La historia ha acabado, no habrá nada más que contar.
José Saramago, Caín.
Saben que a mí —se lo he dicho ya algunas veces— me atrae más la literatura que el cine. Son dos pasiones que recuerdo desde muy chico. Ya les he hablado también de la primera vez que acudí a una sala a ver Bambi, allá en la patria verde, con agujeros en los zapatos, un día de lluvia en el que el mar sonaba desde el muelle. Pero nunca les he dicho cómo comencé a saber de memoria los poemas de Bécquer, de Machado, de García Lorca o de Luis Cernuda, ni por qué los llevo dentro más que las imágenes y más incluso que mis recuerdos. Como una voz interior que nunca me abandona, que me persigue vaya donde vaya y que me da calor, y fuerza, en los momentos duros, y que me canta, me exalta el ánimo, en los besos y en el amor, en las caricias que de vez en cuando da la vida. Haciendo que disfrute más de los días, que aproveche mejor las lecturas y las películas, que sienta los versos de Espronceda lentamente, como agua que se desliza, cada vez que miro a la mujer que quiero: Levantar para ti soñé yo un trono / y allí tú venturosa y yo a tu lado / vencer del mundo el implacable encono / y en un tiempo sin horas ni medida / ver como un sueño resbalar la vida.
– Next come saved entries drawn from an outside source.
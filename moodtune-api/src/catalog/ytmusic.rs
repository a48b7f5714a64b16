//! YouTube Music InnerTube client
//!
//! Every call is a JSON `POST {base}/youtubei/v1/{endpoint}?alt=json` carrying
//! the web-remix client context. Authentication headers come from the attached
//! [`CatalogAuth`] and are computed per request.

use super::auth::{CatalogAuth, MUSIC_ORIGIN};
use super::parse::parse_search_results;
use super::{
    CatalogError, CredentialKind, RawTrack, SearchCapable, SearchRequest, WriteCapable,
};
use async_trait::async_trait;
use moodtune_common::config::CatalogConfig;
use reqwest::header::{HeaderValue, CONTENT_TYPE, ORIGIN};
use serde_json::{json, Value};
use std::time::Duration;
use tracing::debug;

const USER_AGENT: &str = "Mozilla/5.0 (X11; Linux x86_64; rv:128.0) Gecko/20100101 Firefox/128.0";
const CLIENT_NAME: &str = "WEB_REMIX";
const PLAYLIST_URL_BASE: &str = "https://music.youtube.com/playlist?list=";
const EDIT_SUCCEEDED: &str = "STATUS_SUCCEEDED";

// Search filter parameters (protobuf, base64). Spelling tolerance and the
// song filter are independent bits so each combination has its own value.
const PARAMS_IGNORE_SPELLING: &str = "EhGKAQ4IARABGAEgASgAOAFAAUICCAE%3D";
const PARAMS_SONGS: &str = "EgWKAQIIAWoMEA4QChADEAQQCRAF";
const PARAMS_SONGS_IGNORE_SPELLING: &str = "EgWKAQIIAUICCAFqDBAOEAoQAxAEEAkQBQ%3D%3D";

/// Search `params` value for a filter combination
pub fn search_params(songs_only: bool, ignore_spelling: bool) -> Option<&'static str> {
    match (songs_only, ignore_spelling) {
        (false, false) => None,
        (false, true) => Some(PARAMS_IGNORE_SPELLING),
        (true, false) => Some(PARAMS_SONGS),
        (true, true) => Some(PARAMS_SONGS_IGNORE_SPELLING),
    }
}

/// Catalog client bound to one set of credentials
pub struct YtMusicClient {
    http: reqwest::Client,
    base_url: String,
    language: String,
    privacy_status: String,
    auth: CatalogAuth,
}

impl YtMusicClient {
    pub fn new(auth: CatalogAuth, config: &CatalogConfig) -> Result<Self, CatalogError> {
        let http = reqwest::Client::builder()
            .user_agent(USER_AGENT)
            .timeout(Duration::from_secs(config.timeout_secs))
            .build()?;

        Ok(Self {
            http,
            base_url: config.base_url.trim_end_matches('/').to_string(),
            language: config.language.clone(),
            privacy_status: config.privacy_status.clone(),
            auth,
        })
    }

    pub fn kind(&self) -> CredentialKind {
        self.auth.kind()
    }

    fn context(&self) -> Value {
        let version = format!("1.{}.01.00", chrono::Utc::now().format("%Y%m%d"));
        json!({
            "client": {
                "clientName": CLIENT_NAME,
                "clientVersion": version,
                "hl": self.language,
            },
            "user": {},
        })
    }

    async fn post(&self, endpoint: &str, mut body: Value) -> Result<Value, CatalogError> {
        if let Value::Object(map) = &mut body {
            map.insert("context".to_string(), self.context());
        }

        let url = format!("{}/youtubei/v1/{}", self.base_url, endpoint);
        let mut headers = self.auth.headers(&self.http).await?;
        headers.insert(CONTENT_TYPE, HeaderValue::from_static("application/json"));
        headers
            .entry(ORIGIN)
            .or_insert(HeaderValue::from_static(MUSIC_ORIGIN));

        debug!(endpoint, kind = %self.kind(), "Catalog request");

        let response = self
            .http
            .post(&url)
            .query(&[("alt", "json")])
            .headers(headers)
            .json(&body)
            .send()
            .await?;

        let status = response.status();
        if !status.is_success() {
            let body = response.text().await.unwrap_or_default();
            return Err(CatalogError::Status {
                status: status.as_u16(),
                body: truncate_body(&body),
            });
        }

        response
            .json::<Value>()
            .await
            .map_err(|e| CatalogError::Parse(format!("{} response: {}", endpoint, e)))
    }
}

#[async_trait]
impl SearchCapable for YtMusicClient {
    async fn search(&self, request: &SearchRequest) -> Result<Vec<RawTrack>, CatalogError> {
        let mut body = json!({ "query": request.query });
        if let Some(params) = search_params(request.songs_only, request.ignore_spelling) {
            body["params"] = Value::from(params);
        }

        let response = self.post("search", body).await?;
        let mut tracks = parse_search_results(&response);
        tracks.truncate(request.limit);

        debug!(
            query = %request.query,
            songs_only = request.songs_only,
            ignore_spelling = request.ignore_spelling,
            results = tracks.len(),
            "Search complete"
        );
        Ok(tracks)
    }
}

#[async_trait]
impl WriteCapable for YtMusicClient {
    async fn create_playlist(&self, title: &str, description: &str) -> Result<String, CatalogError> {
        let body = json!({
            "title": title,
            "description": sanitize_description(description),
            "privacyStatus": self.privacy_status,
        });

        let response = self.post("playlist/create", body).await?;
        response
            .get("playlistId")
            .and_then(Value::as_str)
            .filter(|id| !id.is_empty())
            .map(str::to_string)
            .ok_or_else(|| CatalogError::Parse("playlist/create returned no playlistId".to_string()))
    }

    async fn add_items(&self, playlist_id: &str, track_ids: &[String]) -> Result<(), CatalogError> {
        if track_ids.is_empty() {
            return Ok(());
        }

        let actions: Vec<Value> = track_ids
            .iter()
            .map(|id| json!({ "action": "ACTION_ADD_VIDEO", "addedVideoId": id }))
            .collect();
        let body = json!({
            "playlistId": strip_browse_prefix(playlist_id),
            "actions": actions,
        });

        let response = self.post("browse/edit_playlist", body).await?;
        match response.get("status").and_then(Value::as_str) {
            Some(EDIT_SUCCEEDED) => Ok(()),
            Some(other) => Err(CatalogError::Rejected(format!("edit_playlist status {}", other))),
            None => Err(CatalogError::Rejected("edit_playlist returned no status".to_string())),
        }
    }

    fn playlist_url(&self, playlist_id: &str) -> String {
        format!("{}{}", PLAYLIST_URL_BASE, strip_browse_prefix(playlist_id))
    }
}

/// Playlist ids may arrive as browse ids (`VL` + id)
fn strip_browse_prefix(playlist_id: &str) -> &str {
    playlist_id.strip_prefix("VL").unwrap_or(playlist_id)
}

/// The catalog rejects descriptions containing angle brackets
fn sanitize_description(description: &str) -> String {
    description.chars().filter(|c| *c != '<' && *c != '>').collect()
}

fn truncate_body(body: &str) -> String {
    const MAX: usize = 512;
    match body.char_indices().nth(MAX) {
        Some((idx, _)) => format!("{}...", &body[..idx]),
        None => body.to_string(),
    }
}
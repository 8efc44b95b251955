//! Library crate for tourney-back, exposing modules for binaries and integration tests.

pub mod config;
pub mod dao;
pub mod dto;
pub mod error;
pub mod routes;
pub mod services;
pub mod state;
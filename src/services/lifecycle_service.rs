use std::{
    sync::Arc,
    time::{Duration, SystemTime},
};

use tracing::{debug, error, info};
use uuid::Uuid;

use crate::{
    dao::{models::TournamentStatus, shard::ShardId, transaction::WriteOp},
    error::ServiceError,
    services::bot_service,
    state::{SharedState, TaskId},
};

/// Start the tournament once `delay` has elapsed.
///
/// A tournament has at most one pending start: scheduling again cancels the earlier timer.
pub fn schedule_start(
    state: &SharedState,
    shard: ShardId,
    tournament_id: Uuid,
    delay: Duration,
) -> TaskId {
    let task_state = Arc::clone(state);
    let task = state
        .scheduler()
        .schedule("tournament-start", delay, async move {
            task_state.start_timers().remove(&tournament_id);
            start_tournament(&task_state, shard, tournament_id).await;
        });

    if let Some(previous) = state.start_timers().insert(tournament_id, task) {
        if state.scheduler().cancel(previous) {
            debug!(%tournament_id, %previous, %task, "replaced pending start timer");
        }
    }
    task
}

/// Flip the tournament to `active` and stamp `started_at`, whether or not bots are in yet.
///
/// Nobody awaits the outcome, so failures are logged and dropped.
pub async fn start_tournament(state: &SharedState, shard: ShardId, tournament_id: Uuid) {
    let outcome = async {
        let store = state.require_store().await?;
        store
            .batch_write(vec![WriteOp::StartTournament {
                shard,
                tournament_id,
            }])
            .await?;
        Ok::<_, ServiceError>(())
    }
    .await;

    match outcome {
        Ok(()) => info!(%tournament_id, %shard, "tournament started"),
        Err(err) => error!(%tournament_id, %shard, error = %err, "failed to start tournament"),
    }
}

/// Re-issue the timers and bot population of every `waiting` tournament, e.g. after a restart
/// or a storage reconnect. Safe to repeat: each start timer replaces the previous one.
///
/// Starts are rescheduled for what is left of the auto-start delay. Returns how many
/// tournaments were resumed.
pub async fn recover(state: &SharedState) -> Result<usize, ServiceError> {
    let store = state.require_store().await?;
    let delay = state.config().auto_start_delay;
    let now = SystemTime::now();
    let mut resumed = 0;

    for shard in state.shards().shards() {
        for tournament in store
            .list_tournaments(shard, TournamentStatus::Waiting)
            .await?
        {
            let remaining = (tournament.created_at + delay)
                .duration_since(now)
                .unwrap_or(Duration::ZERO);
            schedule_start(state, shard, tournament.id, remaining);
            spawn_population(state, shard, tournament.id);
            resumed += 1;
        }
    }

    if resumed > 0 {
        info!(resumed, "rescheduled pending tournaments");
    }
    Ok(resumed)
}

fn spawn_population(state: &SharedState, shard: ShardId, tournament_id: Uuid) {
    let task_state = Arc::clone(state);
    tokio::spawn(async move {
        bot_service::populate(&task_state, shard, tournament_id).await;
    });
}

#[cfg(test)]
mod tests {
    use tokio::{task::yield_now, time::advance};

    use super::*;
    use crate::{
        config::AppConfig,
        dao::{
            models::TournamentMetadata,
            tournament_store::{MemoryTournamentStore, TournamentStore},
            transaction::NewTournament,
        },
        state::AppState,
    };

    async fn seeded(
        metadata: TournamentMetadata,
    ) -> (SharedState, MemoryTournamentStore, ShardId, Uuid) {
        let memory = MemoryTournamentStore::new();
        let state = AppState::with_store(AppConfig::default(), Arc::new(memory.clone())).await;
        let id = Uuid::new_v4();
        let shard = state.shards().shard_for_tournament(id);
        memory
            .batch_write(vec![WriteOp::InsertTournament {
                shard,
                tournament: NewTournament {
                    id,
                    game_type: "timing".into(),
                    players: vec!["alice".into()],
                    max_players: 4,
                    metadata,
                },
            }])
            .await
            .unwrap();
        (state, memory, shard, id)
    }

    async fn settle() {
        for _ in 0..8 {
            yield_now().await;
        }
    }

    async fn status_of(memory: &MemoryTournamentStore, id: Uuid) -> TournamentStatus {
        memory
            .tournaments()
            .await
            .into_iter()
            .find(|(_, t)| t.id == id)
            .map(|(_, t)| t.status)
            .unwrap()
    }

    #[tokio::test(start_paused = true)]
    async fn scheduled_start_activates_after_delay() {
        let (state, memory, shard, id) = seeded(TournamentMetadata {
            has_real_players: true,
            auto_fill_with_bots: false,
        })
        .await;

        schedule_start(&state, shard, id, Duration::from_secs(20));
        settle().await;

        advance(Duration::from_secs(19)).await;
        settle().await;
        assert_eq!(status_of(&memory, id).await, TournamentStatus::Waiting);

        advance(Duration::from_secs(2)).await;
        settle().await;
        assert_eq!(status_of(&memory, id).await, TournamentStatus::Active);
    }

    #[tokio::test(start_paused = true)]
    async fn recover_reschedules_waiting_tournaments() {
        let (state, memory, _, id) = seeded(TournamentMetadata {
            has_real_players: true,
            auto_fill_with_bots: false,
        })
        .await;

        assert_eq!(recover(&state).await.unwrap(), 1);
        assert_eq!(state.scheduler().pending(), 1);
        settle().await;

        advance(Duration::from_secs(21)).await;
        settle().await;
        assert_eq!(status_of(&memory, id).await, TournamentStatus::Active);
        assert_eq!(recover(&state).await.unwrap(), 0);
    }

    #[tokio::test(start_paused = true)]
    async fn rescheduling_replaces_the_pending_start() {
        let (state, memory, shard, id) = seeded(TournamentMetadata {
            has_real_players: true,
            auto_fill_with_bots: false,
        })
        .await;

        let first = schedule_start(&state, shard, id, Duration::from_secs(5));
        let second = schedule_start(&state, shard, id, Duration::from_secs(30));
        assert_ne!(first, second);
        assert_eq!(state.scheduler().pending(), 1);
        assert!(!state.scheduler().cancel(first));
        settle().await;

        advance(Duration::from_secs(10)).await;
        settle().await;
        assert_eq!(status_of(&memory, id).await, TournamentStatus::Waiting);

        advance(Duration::from_secs(21)).await;
        settle().await;
        assert_eq!(status_of(&memory, id).await, TournamentStatus::Active);
        assert!(state.start_timers().is_empty());
    }

    #[tokio::test(start_paused = true)]
    async fn repeated_recovery_keeps_one_timer_per_tournament() {
        let (state, _, _, _) = seeded(TournamentMetadata {
            has_real_players: true,
            auto_fill_with_bots: false,
        })
        .await;

        assert_eq!(recover(&state).await.unwrap(), 1);
        assert_eq!(recover(&state).await.unwrap(), 1);
        assert_eq!(state.scheduler().pending(), 1);
        assert_eq!(state.start_timers().len(), 1);
    }

    #[tokio::test]
    async fn starting_a_missing_tournament_is_swallowed() {
        let memory = MemoryTournamentStore::new();
        let state = AppState::with_store(AppConfig::default(), Arc::new(memory.clone())).await;
        let id = Uuid::new_v4();
        start_tournament(&state, state.shards().shard_for_tournament(id), id).await;
        assert!(memory.tournaments().await.is_empty());
    }
}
Mi madre, en lugar de contarme cuentos, me leía un libro maravilloso cada noche, una antología poética titulado Los 25.000 mejores versos de la lengua castellana, que me hacía ver el mundo de otra forma y despertar cada mañana con el caimán, y el palacio de cristal difuminado en la memoria, mientras el lagarto y la lagarta lloraban, lejanos y tiernos desde el crepúsculo anterior, con delantalitos blancos. A ella le debo mi amor por la poesía, igual que le debo mi devoción al cine. A mi abuela, como también he dicho aquí en alguna ocasión, mi inquietud, mi hambre, por las tramas perfectas de crímenes y detectives —Agatha Christie, colección de lomos verdes—. Y a mi abuelo, luz de luces, la primera lectura de un libro que era su favorito porque hablaba del hombre, y de la naturaleza, y de la ceguera. Así que, como todos nosotros, no nacieron en mí los gustos ni me incliné a las letras por azar o casualidad del mundo; yo oí desde los tres años poemas cada noche, leí desde los diez las aventuras de Poirot y del Corsario Negro, y la prosa desgarradora y mágica de José Saramago desde el día, tan lejano ya, en que mi abuelo, ciego y recostado en su butaca, me habló de él con la amargura y el anhelo de los colores perdidos.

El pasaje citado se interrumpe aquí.